Work required: Print every line of the data exactly as shown.

─── Dataset records ───

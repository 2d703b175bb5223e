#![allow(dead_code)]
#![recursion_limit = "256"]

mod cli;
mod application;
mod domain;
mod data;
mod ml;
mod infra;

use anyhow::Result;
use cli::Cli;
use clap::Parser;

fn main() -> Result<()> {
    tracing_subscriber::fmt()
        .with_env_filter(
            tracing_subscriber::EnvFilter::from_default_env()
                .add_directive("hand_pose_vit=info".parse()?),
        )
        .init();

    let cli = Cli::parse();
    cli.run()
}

───

Response area:
repository 2d703b175bb5223e
#![allow(dead_code)]
#![recursion_limit = "256"]

mod cli;
mod application;
mod domain;
mod data;
mod ml;
mod infra;

use anyhow::Result;
use cli::Cli;
use clap::Parser;

fn main() -> Result<()> {
    tracing_subscriber::fmt()
        .with_env_filter(
            tracing_subscriber::EnvFilter::from_default_env()
                .add_directive("hand_pose_vit=info".parse()?),
        )
        .init();

    let cli = Cli::parse();
    cli.run()
}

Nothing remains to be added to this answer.